Côté éligibilité : pour « rénover une maison ancienne à Rennes », un ménage très modeste mobilise jusqu'à 32 000 €, un ménage modeste 24 000 €, un ménage intermédiaire 18 000 € et un ménage aux revenus supérieurs 4 000 € sur l'assiette de 40 000 € HT. À deux classes gagnées, l'assiette redescend à 30 000 € HT et les montants suivent dans la même proportion.
Pour rendre les montants comparables, la base de calcul est fixée à 100 m², en zone H2a : après un bouquet complet, la consommation recule d'environ 12 400 kWh par an, soit près de 1 330 € au tarif de référence. Côté financement, l'assiette est plafonnée à 40 000 € HT dès trois classes gagnées, l'aide ANAH s'échelonne de 4 000 € à 32 000 € selon le revenu fiscal de référence, et l'accompagnement obligatoire est pris en charge jusqu'à 2 000 €.
Le taux de TVA n'est pas un détail sur ce type de chantier : à 5,5 %, la rénovation d'un bâti antérieur à 1948 facturé 21 450 € TTC à Rennes supporte 1 118 € de taxe. Une facturation à 20 % par erreur renchérit le projet de plusieurs milliers d'euros et se rattrape mal après coup.

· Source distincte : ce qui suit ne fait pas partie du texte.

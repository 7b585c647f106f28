//! Command dispatch logic for tally
use std::env;
use std::path::PathBuf;
use std::time::Instant;

use chrono::{DateTime, Utc};

use crate::cli::{Cli, Commands, CourseCommands};
use crate::commands;
use tally_core::error::{Result, TallyError};
use tally_core::store::Store;

pub fn run(cli: &Cli, start: Instant) -> Result<()> {
    // Determine the root directory
    let root = cli
        .root
        .clone()
        .unwrap_or_else(|| env::current_dir().unwrap_or_else(|_| PathBuf::from(".")));

    if cli.verbose {
        eprintln!("resolve_root: {:?}", start.elapsed());
    }

    match &cli.command {
        None => handle_no_command(),

        Some(Commands::Init { visible }) => commands::init::execute(cli, &root, *visible),

        Some(Commands::New { name, categories }) => {
            let store = discover_or_open_store(cli, &root)?;
            commands::new::execute(cli, &store, name, categories)
        }

        Some(Commands::List {
            rubrics,
            scores,
            courses,
            since,
        }) => {
            let store = discover_or_open_store(cli, &root)?;
            if cli.verbose {
                eprintln!("discover_store: {:?}", start.elapsed());
            }

            let since_dt = parse_since(since.as_deref())?;
            let kind = commands::list::Selection::from_flags(*rubrics, *scores, *courses);
            commands::list::execute(cli, &store, kind, since_dt)
        }

        Some(Commands::Show { id }) => {
            let store = discover_or_open_store(cli, &root)?;
            commands::show::execute(cli, &store, id)
        }

        Some(Commands::Validate { id }) => {
            let store = discover_or_open_store(cli, &root)?;
            commands::validate::execute(cli, &store, id.as_deref())
        }

        Some(Commands::Start {
            rubric_id,
            student,
            course,
        }) => {
            let store = discover_or_open_store(cli, &root)?;
            commands::start::execute(cli, &store, rubric_id, student.as_deref(), course.as_deref())
        }

        Some(Commands::Set {
            score_id,
            item,
            category,
            score,
            clear_score,
            comments,
            clear_comments,
        }) => {
            let store = discover_or_open_store(cli, &root)?;
            let args = commands::set::SetArgs {
                item: item.as_deref(),
                category: category.as_deref(),
                score: *score,
                clear_score: *clear_score,
                comments: comments.as_deref(),
                clear_comments: *clear_comments,
            };
            commands::set::execute(cli, &store, score_id, &args)
        }

        Some(Commands::Sync { score_id }) => {
            let store = discover_or_open_store(cli, &root)?;
            commands::sync::execute(cli, &store, score_id)
        }

        Some(Commands::Total { score_id }) => {
            let store = discover_or_open_store(cli, &root)?;
            commands::total::execute(cli, &store, score_id)
        }

        Some(Commands::Course { command }) => {
            let store = discover_or_open_store(cli, &root)?;
            handle_course(cli, &store, command)
        }
    }
}

fn handle_course(cli: &Cli, store: &Store, command: &CourseCommands) -> Result<()> {
    match command {
        CourseCommands::New { name } => commands::course::execute_new(cli, store, name),
        CourseCommands::Enroll {
            course_id,
            name,
            github,
        } => commands::course::execute_enroll(cli, store, course_id, name, github.as_deref()),
        CourseCommands::Assign {
            course_id,
            rubric_id,
        } => commands::course::execute_assign(cli, store, course_id, rubric_id),
        CourseCommands::Show { id } => commands::course::execute_show(cli, store, id),
    }
}

fn parse_since(since: Option<&str>) -> Result<Option<DateTime<Utc>>> {
    since
        .map(|s| {
            DateTime::parse_from_rfc3339(s)
                .map(|dt| dt.with_timezone(&Utc))
                .map_err(|e| {
                    TallyError::UsageError(format!("invalid --since date '{}': {}", s, e))
                })
        })
        .transpose()
}

fn discover_or_open_store(cli: &Cli, root: &PathBuf) -> Result<Store> {
    if let Some(path) = &cli.store {
        let resolved = if path.is_absolute() {
            path.clone()
        } else {
            root.join(path)
        };
        Store::open(&resolved)
    } else {
        Store::discover(root)
    }
}

fn handle_no_command() -> Result<()> {
    println!("tally {}", env!("CARGO_PKG_VERSION"));
    println!();
    println!("A rubric-based grading CLI.");
    println!();
    println!("Run `tally --help` for usage information.");
    Ok(())
}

Exigence opposable à Rennes : une perméance compatible avec un mur capillaire (µ faible). Elle doit figurer sur le devis initial, pas seulement sur la facture. Un dossier de la rénovation d'un bâti antérieur à 1948 qui en fait l'économie s'expose à un refus de prise en charge, l'aide comme le CEE s'appuyant sur ce critère.
À la réception à Rennes, le document déterminant est le relevé d'humidité des maçonneries avant fermeture. Il conditionne le versement du solde de l'aide, dont le montant maximal atteint 32 000 € pour un ménage très modeste et 18 000 € pour un ménage intermédiaire sur l'assiette de 40 000 € HT.
Coût complet plutôt que prix d'achat : 21 450 € pour la rénovation d'un bâti antérieur à 1948 à Rennes, soit 1 073 € par an sur une durée d'usage de vingt ans, sous réserve que une perméance compatible avec un mur capillaire (µ faible) soit tenu dans la durée. C'est cette valeur annualisée qui se compare à l'économie d'énergie.
Ne signez rien avant l'accord : sur la rénovation d'un bâti antérieur à 1948 à Rennes, l'antériorité du dossier est une condition d'éligibilité, pas une formalité. L'enjeu se chiffre à 32 000 € pour un profil très modeste et 18 000 € pour un profil intermédiaire.
Le solde se finance : à Rennes, le reste à charge du cas type le plus aidé s'établit à 6 000 € après aide ANAH et prise en charge de l'accompagnement jusqu'à 2 000 €. Étalé en éco-prêt sur quinze ans, cela représente environ 35 € par mois, quand le bâti ancien contribue déjà à 1 330 € d'économie annuelle attendue.
Sur le cas type retenu à Rennes — 100 m² en zone H2a — la rénovation d'un bâti antérieur à 1948 porte sur environ 110 m² de mur en pierre ou pan de bois. Au prix de marché observé, 130 à 260 € par m² de mur en pierre ou pan de bois, le poste ressort entre 14 300 € et 28 600 € TTC, à comparer à l'assiette plafonnée de 40 000 € HT mobilisable dès trois classes gagnées.